Stored data entries
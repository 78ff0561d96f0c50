//! The ordered properties collection and its wire format.
//!
//! The supported `.properties` subset is strict: one entry per line, in the
//! form `[#]key=value`, where `=` is the first-occurrence delimiter (the
//! value may itself contain `=`). No escaping, no continuation lines, no
//! free-form comment preservation — a leading `#` is modeled as a boolean
//! flag on the entry, nothing more.

use tracing::trace;

use crate::domain::{Entry, error::DomainError};

/// Ordered sequence of [`Entry`] values.
///
/// Insertion order is significant and survives serialization: new entries
/// are appended, mutated entries keep their position, removed entries are
/// excised without reordering survivors.
///
/// The parser does not deduplicate — a source file with duplicate keys is
/// loaded verbatim, and [`get`](Self::get)/[`remove_first`](Self::remove_first)
/// operate on the first match. Key uniqueness is an invariant maintained by
/// the mutation engine's upsert logic, not enforced here.
#[derive(Debug, Clone, Default, PartialEq, Eq)]
pub struct PropertiesStore {
    entries: Vec<Entry>,
}

impl PropertiesStore {
    /// Create an empty store (from-scratch mode).
    pub fn new() -> Self {
        Self::default()
    }

    /// Parse source text into a store.
    ///
    /// Every line is processed. A line is commented when it starts with `#`;
    /// the remainder (after the optional `#`) is split on the first `=`.
    /// A line with no `=` fails with [`DomainError::MalformedLine`] and no
    /// partial store is returned.
    ///
    /// A single trailing newline does not produce a phantom empty line, but
    /// an interior blank line has no `=` and is an error.
    pub fn parse(text: &str) -> Result<Self, DomainError> {
        let mut entries = Vec::new();

        for (idx, line) in text.lines().enumerate() {
            let (commented, rest) = match line.strip_prefix('#') {
                Some(rest) => (true, rest),
                None => (false, line),
            };

            let (key, value) = rest.split_once('=').ok_or_else(|| {
                DomainError::MalformedLine {
                    line: idx + 1,
                    text: line.to_string(),
                }
            })?;

            entries.push(Entry {
                key: key.to_string(),
                value: value.to_string(),
                commented,
            });
        }

        trace!(entries = entries.len(), "Parsed properties source");
        Ok(Self { entries })
    }

    /// First entry whose key matches exactly, in store order.
    ///
    /// First-match semantics are load-bearing when the source contained
    /// duplicate keys.
    pub fn get(&self, key: &str) -> Option<&Entry> {
        self.entries.iter().find(|e| e.key == key)
    }

    /// Mutable variant of [`get`](Self::get).
    pub fn get_mut(&mut self, key: &str) -> Option<&mut Entry> {
        self.entries.iter_mut().find(|e| e.key == key)
    }

    pub fn contains_key(&self, key: &str) -> bool {
        self.get(key).is_some()
    }

    /// Append an entry at the end of the store.
    pub fn push(&mut self, entry: Entry) {
        self.entries.push(entry);
    }

    /// Remove the first entry matching `key`, preserving the order of the
    /// survivors. Returns the removed entry, or `None` if the key is absent.
    pub fn remove_first(&mut self, key: &str) -> Option<Entry> {
        let pos = self.entries.iter().position(|e| e.key == key)?;
        Some(self.entries.remove(pos))
    }

    pub fn entries(&self) -> &[Entry] {
        &self.entries
    }

    pub fn len(&self) -> usize {
        self.entries.len()
    }

    pub fn is_empty(&self) -> bool {
        self.entries.is_empty()
    }

    /// Serialize to text: one `[#]key=value` line per entry, each terminated
    /// by a single newline, in store order.
    ///
    /// Deterministic and stable: serializing an unmodified store repeatedly
    /// yields identical bytes, and `parse(serialize(s))` reproduces `s`.
    pub fn serialize(&self) -> String {
        let mut out = String::new();
        for entry in &self.entries {
            out.push_str(&entry.to_string());
            out.push('\n');
        }
        out
    }
}

// ── tests ─────────────────────────────────────────────────────────────────────
//! Unified error handling for Propset Core.
//!
//! This module provides a unified error type that wraps domain and
//! application errors, with user-actionable suggestions for the CLI layer.

use thiserror::Error;

use crate::application::ApplicationError;
use crate::domain::DomainError;

/// Root error type for Propset Core operations.
///
/// This enum wraps all possible errors that can occur when using
/// propset-core, providing a unified interface for error handling.
#[derive(Debug, Error, Clone)]
pub enum PropsetError {
    /// Errors from the domain layer (file-format violations).
    #[error("Parse error: {0}")]
    Domain(#[from] DomainError),

    /// Errors from the application layer (validation and orchestration).
    #[error("{0}")]
    Application(#[from] ApplicationError),

    /// Unexpected internal errors (bugs).
    #[error("Internal error: {message}. This is a bug, please report it.")]
    Internal { message: String },
}

impl PropsetError {
    /// Get user-actionable suggestions for fixing this error.
    pub fn suggestions(&self) -> Vec<String> {
        match self {
            Self::Domain(e) => e.suggestions(),
            Self::Application(e) => e.suggestions(),
            Self::Internal { .. } => vec![
                "This appears to be a bug in Propset".into(),
                "Please report this issue at: https://github.com/cosecruz/propset/issues".into(),
            ],
        }
    }

    /// Get error category for display/styling purposes.
    pub fn category(&self) -> ErrorCategory {
        match self {
            Self::Domain(e) => match e.category() {
                crate::domain::ErrorCategory::Validation => ErrorCategory::Validation,
                crate::domain::ErrorCategory::Parse => ErrorCategory::Parse,
                crate::domain::ErrorCategory::NotFound => ErrorCategory::NotFound,
                crate::domain::ErrorCategory::Internal => ErrorCategory::Internal,
            },
            Self::Application(e) => e.category(),
            Self::Internal { .. } => ErrorCategory::Internal,
        }
    }
}

/// Error categories for UI display.
#[derive(Debug, Clone, Copy, PartialEq, Eq)]
pub enum ErrorCategory {
    Validation,
    Parse,
    NotFound,
    Internal,
}

/// Convenient result type alias.
pub type PropsetResult<T> = Result<T, PropsetError>;
//! Implementation of the `propset apply` command.
//!
//! Responsibility: translate CLI arguments into an `EditRequest`, call the
//! core edit service, and display results. No file-format logic lives here.

use tracing::{debug, info, instrument, warn};

use propset_adapters::LocalFilesystem;
use propset_core::application::{EditRequest, EditService};

use crate::{
    cli::{ApplyArgs, global::GlobalArgs},
    config::AppConfig,
    error::{CliError, CliResult, IntoCli as _},
    output::OutputManager,
};

/// Execute the `propset apply` command.
///
/// Dispatch sequence:
/// 1. Validate the output path
/// 2. Convert CLI args to a core `EditRequest`
/// 3. Run the edit (dry-run stops after planning)
/// 4. Report changed/unchanged
#[instrument(skip_all, fields(output = %args.output.display()))]
pub fn execute(
    args: ApplyArgs,
    global: GlobalArgs,
    _config: AppConfig,
    output: OutputManager,
) -> CliResult<()> {
    // 1. Output path sanity. The service checks this too; catching it here
    //    gives a clap-adjacent message before any I/O.
    if args.output.as_os_str().is_empty() {
        return Err(CliError::InvalidInput {
            message: "output file path is empty".into(),
            source: None,
        });
    }

    // 2. Build the request.
    let request = build_request(&args);

    debug!(
        input = ?args.input,
        upserts = request.upserts().len(),
        comment = request.comment_keys().len(),
        uncomment = request.uncomment_keys().len(),
        remove = request.remove_keys().len(),
        dry_run = args.dry_run,
        "Edit request built"
    );

    if request.is_noop() {
        warn!("Request contains no operations");
    }

    let service = EditService::new(Box::new(LocalFilesystem::new()));
    let input = args.input.as_deref();

    // 3. Dry run: plan but do not write.
    if args.dry_run {
        let outcome = service
            .plan(input, &args.output, &request)
            .with_cli_context(|| "planning edits")?;

        output.info(&format!(
            "Dry run: would write {} ({})",
            args.output.display(),
            if outcome.changed { "changed" } else { "unchanged" },
        ))?;
        if !global.quiet {
            for line in outcome.text.lines() {
                output.print(&format!("  {line}"))?;
            }
        }
        return Ok(());
    }

    // 4. Apply and report.
    info!(output = %args.output.display(), "Edit started");
    let outcome = service
        .apply(input, &args.output, &request)
        .with_cli_context(|| "applying edits")?;

    if outcome.changed {
        output.success(&format!("Updated {}", args.output.display()))?;
    } else {
        output.print(&format!("Unchanged {}", args.output.display()))?;
    }

    Ok(())
}

/// Convert CLI argument groups into the core request type.
///
/// Repeated `--set` flags for the same key are first-seen-wins, matching the
/// builder's upsert semantics.
fn build_request(args: &ApplyArgs) -> EditRequest {
    let mut builder = EditRequest::builder();

    for pair in &args.set {
        builder = builder.set(&pair.key, &pair.value);
    }
    for key in &args.comment {
        builder = builder.comment(key);
    }
    for key in &args.uncomment {
        builder = builder.uncomment(key);
    }
    for key in &args.remove {
        builder = builder.remove(key);
    }

    builder.build()
}

// ── Tests ─────────────────────────────────────────────────────────────────────
//! Output management and formatting.

use std::io::{self, IsTerminal};

use console::Term;
use owo_colors::OwoColorize;

use crate::cli::global::{GlobalArgs, OutputFormat};
use crate::config::AppConfig;

/// Manages CLI output based on configuration.
pub struct OutputManager {
    resolved_format: OutputFormat,
    quiet: bool,
    no_color: bool,
    term: Term,
}

impl OutputManager {
    /// Build an `OutputManager` from parsed CLI flags and loaded config.
    pub fn new(args: &GlobalArgs, config: &AppConfig) -> Self {
        // Resolve Auto → Human (TTY) or Plain (piped/redirected).
        let resolved_format = if args.output_format == OutputFormat::Auto {
            if io::stdout().is_terminal() {
                OutputFormat::Human
            } else {
                OutputFormat::Plain
            }
        } else {
            args.output_format
        };

        Self {
            resolved_format,
            quiet: args.quiet,
            no_color: args.no_color || config.output.no_color,
            term: Term::stdout(),
        }
    }
    // ── Public write methods ───────────────────────────────────────────────

    /// Generic message; suppressed in quiet mode.
    pub fn print(&self, msg: &str) -> io::Result<()> {
        if self.quiet {
            return Ok(());
        }
        self.term.write_line(msg)
    }

    /// Success indicator: `✓ <msg>`.
    pub fn success(&self, msg: &str) -> io::Result<()> {
        if self.quiet {
            return Ok(());
        }
        let line = if self.no_color {
            format!("\u{2713} {msg}") // ✓
        } else {
            format!("{} {}", "\u{2713}".green().bold(), msg.green())
        };
        self.term.write_line(&line)
    }

    /// Error indicator: `✗ <msg>`.  *Not* suppressed in quiet mode — errors
    /// must always be visible.
    pub fn error(&self, msg: &str) -> io::Result<()> {
        let line = if self.no_color {
            format!("\u{2717} {msg}") // ✗
        } else {
            format!("{} {}", "\u{2717}".red().bold(), msg.red())
        };
        self.term.write_line(&line)
    }

    /// Warning indicator: `⚠ <msg>`.
    pub fn warning(&self, msg: &str) -> io::Result<()> {
        if self.quiet {
            return Ok(());
        }
        let line = if self.no_color {
            format!("\u{26a0} {msg}") // ⚠
        } else {
            format!("{} {}", "\u{26a0}".yellow().bold(), msg.yellow())
        };
        self.term.write_line(&line)
    }

    /// Informational indicator: `ℹ <msg>`.
    pub fn info(&self, msg: &str) -> io::Result<()> {
        if self.quiet {
            return Ok(());
        }
        let line = if self.no_color {
            format!("\u{2139} {msg}") // ℹ
        } else {
            format!("{} {}", "\u{2139}".blue().bold(), msg.blue())
        };
        self.term.write_line(&line)
    }

    /// Bold cyan header line.
    pub fn header(&self, text: &str) -> io::Result<()> {
        if self.quiet {
            return Ok(());
        }
        let line = if self.no_color {
            text.to_owned()
        } else {
            text.cyan().bold().to_string()
        };
        self.term.write_line(&line)
    }

    // ── Accessors ─────────────────────────────────────────────────────────

    /// `true` if ANSI colours are enabled.
    pub fn supports_color(&self) -> bool {
        !self.no_color
    }

    /// `true` if quiet mode suppresses most output.
    pub fn is_quiet(&self) -> bool {
        self.quiet
    }

    /// The resolved (non-Auto) output format.
    pub fn format(&self) -> OutputFormat {
        self.resolved_format
    }
}

// ── tests ─────────────────────────────────────────────────────────────────────

#[cfg(test)]
mod tests {
    use super::*;

    use crate::config::AppConfig;

    fn make_manager(quiet: bool, no_color: bool) -> OutputManager {
        let args = GlobalArgs {
            verbose: 0,
            quiet,
            no_color,
            config: None,
            output_format: OutputFormat::Plain, // avoid TTY detection in tests
        };
        OutputManager::new(&args, &AppConfig::default())
    }

    #[test]
    fn quiet_suppresses_print() {
        let out = make_manager(true, true);
        // write_line on Term::stdout() in tests is harmless; we just verify
        // the method returns Ok without panicking.
        assert!(out.print("hello").is_ok());
    }

    #[test]
    fn error_not_suppressed_in_quiet_mode() {
        // error() must always write — calling it in quiet mode should not
        // silently drop the message.
        let out = make_manager(true, true);
        assert!(out.error("something went wrong").is_ok());
    }

    #[test]
    fn no_color_flag_reported() {
        let colored = make_manager(false, false);
        let no_color = make_manager(false, true);
        assert!(colored.supports_color());
        assert!(!no_color.supports_color());
    }

    #[test]
    fn format_accessor_returns_resolved() {
        let out = make_manager(false, false);
        assert_eq!(out.format(), OutputFormat::Plain);
    }
}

◆ **Work to be completed**
Among the entries above, identify all lines with "single" and copy them.

◆ **Task output**
    /// A single trailing newline does not produce a phantom empty line, but
    /// by a single newline, in store order.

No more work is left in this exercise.